→ TASK DESCRIPTION: Scan the entries below. Return every line that includes "axum".

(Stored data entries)

BEGIN

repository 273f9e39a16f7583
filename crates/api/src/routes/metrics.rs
//! Prometheus metrics endpoint.

use axum::extract::State;
use axum::http::StatusCode;
use axum::response::IntoResponse;
use metrics_exporter_prometheus::PrometheusHandle;

/// GET /metrics — returns Prometheus-formatted metrics.
pub async fn get(State(handle): State<PrometheusHandle>) -> impl IntoResponse {
    (
        StatusCode::OK,
        [(
            axum::http::header::CONTENT_TYPE,
            "text/plain; version=0.0.4; charset=utf-8",
        )],
        handle.render(),
    )
}
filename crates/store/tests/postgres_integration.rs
//! PostgreSQL integration tests.
//!
//! These tests use a shared PostgreSQL container for efficiency and are
//! serialized because they truncate shared tables. Run with:
//!
//! ```bash
//! cargo test -p store --test postgres_integration
//! ```

use std::sync::Arc;

use chrono::{TimeZone, Utc};
use common::{TripId, UserId};
use domain::{
    DomainError, NewRoute, NewStation, NewTrain, NewTrainType, NewTrip, TicketRequest,
};
use serial_test::serial;
use sqlx::{PgPool, Row};
use store::{
    NewUser, PageRequest, PostgresStore, RailwayStore, StoreError, TripFilter,
};
use testcontainers::{ContainerAsync, runners::AsyncRunner};
use testcontainers_modules::postgres::Postgres;
use tokio::sync::OnceCell;

/// Shared container info - container stays alive for all tests
struct ContainerInfo {
    #[allow(dead_code)] // Container must stay alive for tests
    container: ContainerAsync<Postgres>,
    connection_string: String,
}

/// Global shared container
static CONTAINER: OnceCell<Arc<ContainerInfo>> = OnceCell::const_new();

async fn get_container_info() -> Arc<ContainerInfo> {
    CONTAINER
        .get_or_init(|| async {
            let container = Postgres::default().start().await.unwrap();

            let host = container.get_host().await.unwrap();
            let port = container.get_host_port_ipv4(5432).await.unwrap();

            let connection_string =
                format!("postgres://postgres:postgres@{}:{}/postgres", host, port);

            // Create a temporary pool just for schema setup
            let temp_pool = PgPool::connect(&connection_string).await.unwrap();

            // Apply the schema using raw_sql to execute multiple statements
            sqlx::raw_sql(include_str!(
                "../../../migrations/001_create_railway_schema.sql"
            ))
            .execute(&temp_pool)
            .await
            .unwrap();

            temp_pool.close().await;

            Arc::new(ContainerInfo {
                container,
                connection_string,
            })
        })
        .await
        .clone()
}

/// Get a fresh store with its own pool and cleared tables
async fn get_test_store() -> PostgresStore {
    let info = get_container_info().await;

    // Create a fresh pool for each test to avoid connection issues
    let pool = sqlx::postgres::PgPoolOptions::new()
        .max_connections(5)
        .connect(&info.connection_string)
        .await
        .unwrap();

    // Clear tables for test isolation
    sqlx::query(
        "TRUNCATE TABLE tickets, orders, trip_crews, trips, routes, stations, \
         crews, trains, train_types, auth_tokens, users RESTART IDENTITY CASCADE",
    )
    .execute(&pool)
    .await
    .unwrap();

    PostgresStore::new(pool)
}

/// Seeds a user plus one trip on a 5x20 train and returns their ids.
async fn seed_trip(store: &PostgresStore) -> (UserId, TripId) {
    let user = store
        .register_user(NewUser {
            username: "alice".to_string(),
            password: "s3cret".to_string(),
        })
        .await
        .unwrap();

    let train_type = store
        .create_train_type(NewTrainType {
            name: "Express".to_string(),
        })
        .await
        .unwrap();
    let train = store
        .create_train(NewTrain {
            name: "Night Express".to_string(),
            cargo_num: 5,
            places_in_cargo: 20,
            train_type_id: train_type.id,
        })
        .await
        .unwrap();

    let kyiv = store
        .create_station(NewStation {
            name: "Kyiv".to_string(),
            latitude: 50.4501,
            longitude: 30.5234,
        })
        .await
        .unwrap();
    let lviv = store
        .create_station(NewStation {
            name: "Lviv".to_string(),
            latitude: 49.8397,
            longitude: 24.0297,
        })
        .await
        .unwrap();
    let route = store
        .create_route(NewRoute {
            source_id: kyiv.id,
            destination_id: lviv.id,
            distance: 540,
        })
        .await
        .unwrap();

    let trip = store
        .create_trip(NewTrip {
            departure_time: Utc.with_ymd_and_hms(2025, 6, 1, 8, 0, 0).unwrap(),
            arrival_time: Utc.with_ymd_and_hms(2025, 6, 1, 14, 0, 0).unwrap(),
            route_id: route.id,
            train_id: train.id,
            crew_ids: vec![],
        })
        .await
        .unwrap();

    (user.id, trip.id)
}

fn seat(trip: TripId, cargo: i32, seat: i32) -> TicketRequest {
    TicketRequest { cargo, seat, trip }
}

async fn count_rows(store: &PostgresStore, table: &str) -> i64 {
    let row = sqlx::query(&format!("SELECT COUNT(*) AS n FROM {table}"))
        .fetch_one(store.pool())
        .await
        .unwrap();
    row.try_get("n").unwrap()
}

#[tokio::test]
#[serial]
async fn availability_is_a_live_aggregate() {
    let store = get_test_store().await;
    let (user, trip) = seed_trip(&store).await;

    let trips = store.list_trips(TripFilter::default()).await.unwrap();
    assert_eq!(trips.len(), 1);
    assert_eq!(trips[0].train_capacity, 100);
    assert_eq!(trips[0].tickets_available, 100);

    store
        .create_order(
            user,
            vec![seat(trip, 1, 1), seat(trip, 1, 2), seat(trip, 2, 5)],
        )
        .await
        .unwrap();

    let trips = store.list_trips(TripFilter::default()).await.unwrap();
    assert_eq!(trips[0].tickets_available, 97);

    let detail = store.get_trip(trip).await.unwrap();
    assert_eq!(detail.tickets_available, 97);
    assert_eq!(detail.taken_places.len(), 3);
}

#[tokio::test]
#[serial]
async fn seat_conflict_rolls_back_the_whole_order() {
    let store = get_test_store().await;
    let (user, trip) = seed_trip(&store).await;

    store
        .create_order(user, vec![seat(trip, 1, 1)])
        .await
        .unwrap();

    let err = store
        .create_order(user, vec![seat(trip, 2, 2), seat(trip, 1, 1)])
        .await
        .unwrap_err();
    match err {
        StoreError::SeatTaken { cargo, seat, .. } => assert_eq!((cargo, seat), (1, 1)),
        other => panic!("expected seat conflict, got {other:?}"),
    }

    // Neither the (2, 2) ticket nor the second order row survived.
    assert_eq!(count_rows(&store, "tickets").await, 1);
    assert_eq!(count_rows(&store, "orders").await, 1);
}

#[tokio::test]
#[serial]
async fn range_error_persists_nothing() {
    let store = get_test_store().await;
    let (user, trip) = seed_trip(&store).await;

    let err = store
        .create_order(user, vec![seat(trip, 1, 1), seat(trip, 6, 1)])
        .await
        .unwrap_err();
    match err {
        StoreError::Validation(DomainError::SeatOutOfRange { field, max, value }) => {
            assert_eq!(field, "cargo");
            assert_eq!(max, 5);
            assert_eq!(value, 6);
        }
        other => panic!("expected range error, got {other:?}"),
    }

    assert_eq!(count_rows(&store, "orders").await, 0);
    assert_eq!(count_rows(&store, "tickets").await, 0);
}

#[tokio::test]
#[serial]
async fn empty_order_is_rejected() {
    let store = get_test_store().await;
    let (user, _trip) = seed_trip(&store).await;

    let err = store.create_order(user, vec![]).await.unwrap_err();
    assert!(matches!(
        err,
        StoreError::Validation(DomainError::EmptyOrder)
    ));
    assert_eq!(count_rows(&store, "orders").await, 0);
}

#[tokio::test]
#[serial]
async fn concurrent_requests_for_same_seat_yield_one_winner() {
    let store = get_test_store().await;
    let (user, trip) = seed_trip(&store).await;

    let a = {
        let store = store.clone();
        tokio::spawn(async move { store.create_order(user, vec![seat(trip, 1, 1)]).await })
    };
    let b = {
        let store = store.clone();
        tokio::spawn(async move { store.create_order(user, vec![seat(trip, 1, 1)]).await })
    };

    let (a, b) = (a.await.unwrap(), b.await.unwrap());
    let successes = [&a, &b].iter().filter(|r| r.is_ok()).count();
    assert_eq!(successes, 1);
    let conflict = [a, b].into_iter().find_map(|r| r.err()).unwrap();
    assert!(matches!(conflict, StoreError::SeatTaken { .. }));

    assert_eq!(count_rows(&store, "tickets").await, 1);
    assert_eq!(count_rows(&store, "orders").await, 1);
}

#[tokio::test]
#[serial]
async fn orders_are_owner_scoped_and_newest_first() {
    let store = get_test_store().await;
    let (alice, trip) = seed_trip(&store).await;
    let bob = store
        .register_user(NewUser {
            username: "bob".to_string(),
            password: "hunter2".to_string(),
        })
        .await
        .unwrap();

    let first = store
        .create_order(alice, vec![seat(trip, 1, 1)])
        .await
        .unwrap();
    let second = store
        .create_order(alice, vec![seat(trip, 1, 2)])
        .await
        .unwrap();
    store
        .create_order(bob.id, vec![seat(trip, 2, 1)])
        .await
        .unwrap();

    let page = store.list_orders(alice, PageRequest::default()).await.unwrap();
    assert_eq!(page.total, 2);
    let ids: Vec<_> = page.items.iter().map(|o| o.id).collect();
    assert_eq!(ids, vec![second.id, first.id]);

    // Bob cannot read Alice's order.
    let err = store.get_order(bob.id, first.id).await.unwrap_err();
    assert!(matches!(err, StoreError::NotFound { .. }));

    let narrow = store.list_orders(alice, PageRequest::new(2, 1)).await.unwrap();
    assert_eq!(narrow.items.len(), 1);
    assert_eq!(narrow.items[0].id, first.id);
}

#[tokio::test]
#[serial]
async fn order_view_nests_tickets_with_trip_summary() {
    let store = get_test_store().await;
    let (user, trip) = seed_trip(&store).await;

    let order = store
        .create_order(user, vec![seat(trip, 2, 7), seat(trip, 1, 3)])
        .await
        .unwrap();

    let seats: Vec<_> = order.tickets.iter().map(|t| (t.cargo, t.seat)).collect();
    assert_eq!(seats, vec![(1, 3), (2, 7)]);
    assert_eq!(order.tickets[0].trip.departure_station, "Kyiv");
    assert_eq!(order.tickets[0].trip.arrival_station, "Lviv");
    assert_eq!(order.tickets[0].trip.tickets_available, 98);
}

#[tokio::test]
#[serial]
async fn duplicate_names_map_to_conflicts() {
    let store = get_test_store().await;
    seed_trip(&store).await;

    let err = store
        .create_train_type(NewTrainType {
            name: "Express".to_string(),
        })
        .await
        .unwrap_err();
    assert!(matches!(
        err,
        StoreError::DuplicateName {
            entity: "train type",
            ..
        }
    ));

    let err = store
        .register_user(NewUser {
            username: "alice".to_string(),
            password: "other".to_string(),
        })
        .await
        .unwrap_err();
    assert!(matches!(err, StoreError::DuplicateName { entity: "user", .. }));
}

#[tokio::test]
#[serial]
async fn deleting_a_trip_cascades_to_its_tickets() {
    let store = get_test_store().await;
    let (user, trip) = seed_trip(&store).await;

    store
        .create_order(user, vec![seat(trip, 1, 1)])
        .await
        .unwrap();
    assert_eq!(count_rows(&store, "tickets").await, 1);

    store.delete_trip(trip).await.unwrap();
    assert_eq!(count_rows(&store, "tickets").await, 0);

    let err = store.get_trip(trip).await.unwrap_err();
    assert!(matches!(err, StoreError::NotFound { .. }));
}

#[tokio::test]
#[serial]
async fn login_and_token_resolution() {
    let store = get_test_store().await;
    let (user, _trip) = seed_trip(&store).await;

    let token = store.login("alice", "s3cret").await.unwrap();
    let resolved = store.user_for_token(&token).await.unwrap().unwrap();
    assert_eq!(resolved.id, user);
    assert_eq!(resolved.username, "alice");

    let err = store.login("alice", "wrong").await.unwrap_err();
    assert!(matches!(err, StoreError::InvalidCredentials));
    assert!(store.user_for_token("bogus").await.unwrap().is_none());
}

END

→ SOLUTION TO THIS PROBLEM:
use axum::extract::State;
use axum::http::StatusCode;
use axum::response::IntoResponse;
            axum::http::header::CONTENT_TYPE,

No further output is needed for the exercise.